Reproduce verbatim the lines of the material below, starting at the line with "are sums of" and ending at the line with "fn from_index(index: usize) -> Option<Self>;", both inclusive; skip the rest.

> GIVEN ENTRIES
———

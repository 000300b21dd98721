//! Numeric abstraction over client weights.
//!
//! The segment table only needs checked addition, checked multiplication by a
//! client index and an ordering, so integer and floating weights share one
//! implementation. Integer weights give exact costs. Float costs are sums of
//! non-negative terms and carry only the rounding of those additions.

use std::fmt::Debug;

/// A client weight, and the cost type derived from it.
///
/// All cost arithmetic goes through the checked operations, so a sum that
/// leaves the range of the type (or turns non-finite for floats) is reported
/// instead of wrapping, panicking or producing NaN.
pub trait Weight: Copy + Debug + PartialOrd {
    /// Additive identity.
    const ZERO: Self;

    /// Converts a 0-based client index into the weight domain, or `None` when
    /// the index does not fit.
    fn from_index(index: usize) -> Option<Self>;

    /// Whether the value may be used as a client weight (finite, non-negative).
    fn is_admissible(self) -> bool;

    /// `self + rhs`, or `None` when the result is not representable.
    fn checked_add(self, rhs: Self) -> Option<Self>;

    /// `self * rhs`, or `None` when the result is not representable.
    fn checked_mul(self, rhs: Self) -> Option<Self>;
}

macro_rules! unsigned_weight {
    ($($t:ty),*) => {$(
        impl Weight for $t {
            const ZERO: Self = 0;

            #[inline]
            fn from_index(index: usize) -> Option<Self> {
                <$t>::try_from(index).ok()
            }

            #[inline]
            fn is_admissible(self) -> bool {
                true
            }

            #[inline]
            fn checked_add(self, rhs: Self) -> Option<Self> {
                <$t>::checked_add(self, rhs)
            }

            #[inline]
            fn checked_mul(self, rhs: Self) -> Option<Self> {
                <$t>::checked_mul(self, rhs)
            }
        }
    )*};
}

macro_rules! signed_weight {
    ($($t:ty),*) => {$(
        impl Weight for $t {
            const ZERO: Self = 0;

            #[inline]
            fn from_index(index: usize) -> Option<Self> {
                <$t>::try_from(index).ok()
            }

            #[inline]
            fn is_admissible(self) -> bool {
                self >= 0
            }

            #[inline]
            fn checked_add(self, rhs: Self) -> Option<Self> {
                <$t>::checked_add(self, rhs)
            }

            #[inline]
            fn checked_mul(self, rhs: Self) -> Option<Self> {
                <$t>::checked_mul(self, rhs)
            }
        }
    )*};
}

macro_rules! float_weight {
    ($($t:ty),*) => {$(
        impl Weight for $t {
            const ZERO: Self = 0.0;

            #[inline]
            fn from_index(index: usize) -> Option<Self> {
                Some(index as $t)
            }

            #[inline]
            fn is_admissible(self) -> bool {
                self.is_finite() && self >= 0.0
            }

            #[inline]
            fn checked_add(self, rhs: Self) -> Option<Self> {
                let sum = self + rhs;
                sum.is_finite().then_some(sum)
            }

            #[inline]
            fn checked_mul(self, rhs: Self) -> Option<Self> {
                let product = self * rhs;
                product.is_finite().then_some(product)
            }
        }
    )*};
}

unsigned_weight!(u32, u64, usize);
signed_weight!(i32, i64, isize);
float_weight!(f32, f64);
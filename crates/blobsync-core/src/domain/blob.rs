//! Blob - blob レコードと、そこから導出する名前
//!
//! blob キーから 2 種類の名前が出てくる（混同しないこと）:
//! - `local_name`: 先頭のパスセグメントを除いたキー（表示・報告用）
//! - `flattened_name`: キー全体の `/` を `_` に置換したもの（ローカルのファイル名）

use chrono::{DateTime, Utc};
use serde::{Deserialize, Serialize};

use super::errors::SyncError;

/// One object in the remote container, as seen by a single listing.
#[derive(Debug, Clone, PartialEq, Eq, Serialize, Deserialize)]
pub struct BlobRecord {
    pub blob_name: String,
    pub creation_time: DateTime<Utc>,
    pub local_name: String,
    pub size: u64,
}

impl BlobRecord {
    /// Build a record, deriving `local_name` from `blob_name`.
    pub fn new(
        blob_name: impl Into<String>,
        creation_time: DateTime<Utc>,
        size: u64,
    ) -> Result<Self, SyncError> {
        let blob_name = blob_name.into();
        let local_name = local_name(&blob_name)?.to_string();
        Ok(Self {
            blob_name,
            creation_time,
            local_name,
            size,
        })
    }

    pub fn flattened_name(&self) -> String {
        flattened_name(&self.blob_name)
    }
}

/// Strip everything up to and including the first `/`.
///
/// `"2024/01/report.csv"` becomes `"01/report.csv"`.
pub fn local_name(blob_name: &str) -> Result<&str, SyncError> {
    match blob_name.split_once('/') {
        Some((_, rest)) => Ok(rest),
        None => {
            tracing::error!(blob_name, "failed to get name from blob");
            Err(SyncError::MalformedName {
                blob_name: blob_name.to_string(),
            })
        }
    }
}

/// `"2024/01/report.csv"` becomes `"2024_01_report.csv"`.
pub fn flattened_name(blob_name: &str) -> String {
    blob_name.replace('/', "_")
}
//! StorageConnection - Azure Blob Storage のコンテナへのアクセス
//!
//! # 設計
//! - 1 実行につき 1 接続。エンドポイントテンプレート・環境・コンテナと、
//!   ちょうど 1 つの認証手段で構成する
//! - `client()` は呼び出しごとに新しいクライアントを作る（キャッシュしない）
//! - ダウンロードは呼び出しの中でクライアントを作って捨てる

use std::sync::Arc;

use async_trait::async_trait;
use bytes::Bytes;
use object_store::ObjectStore;
use object_store::azure::{AzureConfigKey, MicrosoftAzureBuilder};

use super::credentials::{ConnectionString, StorageCredentials, TokenCredential};
use super::endpoint::{parse_account_endpoint, resolve_template};
use super::listing::{BlobListing, fetch_blob};
use crate::domain::{BlobRecord, Environment, SyncError};
use crate::ports::BlobSource;

/// A configured handle to one container in one environment.
#[derive(Debug, Clone)]
pub struct StorageConnection {
    endpoint_template: String,
    environment: Environment,
    container: String,
    credentials: StorageCredentials,
}

impl StorageConnection {
    pub fn builder(
        endpoint_template: impl Into<String>,
        environment: Environment,
        container: impl Into<String>,
    ) -> StorageConnectionBuilder {
        StorageConnectionBuilder {
            endpoint_template: endpoint_template.into(),
            environment,
            container: container.into(),
            connection_string: None,
            credential: None,
        }
    }

    pub fn environment(&self) -> Environment {
        self.environment
    }

    pub fn container(&self) -> &str {
        &self.container
    }

    pub fn credentials(&self) -> &StorageCredentials {
        &self.credentials
    }

    /// The endpoint template with the environment substituted in.
    pub fn resolved_endpoint(&self) -> Result<String, SyncError> {
        resolve_template(&self.endpoint_template, self.environment)
    }

    /// Build a fresh container client.
    pub fn client(&self) -> Result<Arc<dyn ObjectStore>, SyncError> {
        let builder = MicrosoftAzureBuilder::new().with_container_name(&self.container);

        let builder = match &self.credentials {
            StorageCredentials::ConnectionString(raw) => {
                tracing::debug!(container = %self.container, "building client from connection string");
                ConnectionString::parse(raw)?.configure(builder)
            }
            StorageCredentials::Token(credential) => {
                let endpoint = self.resolved_endpoint()?;
                tracing::debug!(container = %self.container, %endpoint, "building client from token credential");
                let account = parse_account_endpoint(&endpoint)?;
                let mut builder = builder.with_account(account.account);
                if let Some(custom) = account.custom_endpoint {
                    builder = builder.with_config(AzureConfigKey::Endpoint, custom);
                }
                credential.configure(builder)
            }
        };

        let store = builder.build().map_err(|source| SyncError::Store {
            context: format!("failed to build client for container '{}'", self.container),
            source,
        })?;
        Ok(Arc::new(store))
    }

    /// Lazily list blobs whose names start with `name_prefix`.
    pub fn list_blobs(&self, name_prefix: Option<&str>) -> Result<BlobListing, SyncError> {
        Ok(BlobListing::new(self.client()?, name_prefix))
    }
}

#[async_trait]
impl BlobSource for StorageConnection {
    async fn list_blob_records(
        &self,
        name_prefix: Option<&str>,
        exclude_prefix: Option<&str>,
    ) -> Result<Vec<BlobRecord>, SyncError> {
        let records = self.list_blobs(name_prefix)?.records(exclude_prefix).await?;
        tracing::debug!(
            container = %self.container,
            count = records.len(),
            "listed blobs"
        );
        Ok(records)
    }

    async fn download_blob(&self, blob_name: &str) -> Result<Bytes, SyncError> {
        let client = self.client()?;
        let bytes = fetch_blob(client.as_ref(), blob_name).await?;
        tracing::debug!(blob_name, bytes = bytes.len(), "downloaded blob");
        Ok(bytes)
    }
}

/// Collects the connection settings and checks that exactly one credential
/// mechanism was supplied.
#[derive(Debug)]
pub struct StorageConnectionBuilder {
    endpoint_template: String,
    environment: Environment,
    container: String,
    connection_string: Option<String>,
    credential: Option<TokenCredential>,
}

impl StorageConnectionBuilder {
    pub fn connection_string(mut self, connection_string: impl Into<String>) -> Self {
        self.connection_string = Some(connection_string.into());
        self
    }

    pub fn credential(mut self, credential: impl Into<TokenCredential>) -> Self {
        self.credential = Some(credential.into());
        self
    }

    pub fn build(self) -> Result<StorageConnection, SyncError> {
        let credentials = match (self.connection_string, self.credential) {
            (Some(connection_string), None) => StorageCredentials::ConnectionString(connection_string),
            (None, Some(credential)) => StorageCredentials::Token(credential),
            (None, None) => {
                return Err(SyncError::Credential(
                    "either a connection string or a token credential is required".to_string(),
                ));
            }
            (Some(_), Some(_)) => {
                return Err(SyncError::Credential(
                    "supply a connection string or a token credential, not both".to_string(),
                ));
            }
        };

        Ok(StorageConnection {
            endpoint_template: self.endpoint_template,
            environment: self.environment,
            container: self.container,
            credentials,
        })
    }
}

———

> EXERCISE SOLUTION
//! implementation. Integer weights give exact costs. Float costs are sums of
//! non-negative terms and carry only the rounding of those additions.

use std::fmt::Debug;

/// A client weight, and the cost type derived from it.
///
/// All cost arithmetic goes through the checked operations, so a sum that
/// leaves the range of the type (or turns non-finite for floats) is reported
/// instead of wrapping, panicking or producing NaN.
pub trait Weight: Copy + Debug + PartialOrd {
    /// Additive identity.
    const ZERO: Self;

    /// Converts a 0-based client index into the weight domain, or `None` when
    /// the index does not fit.
    fn from_index(index: usize) -> Option<Self>;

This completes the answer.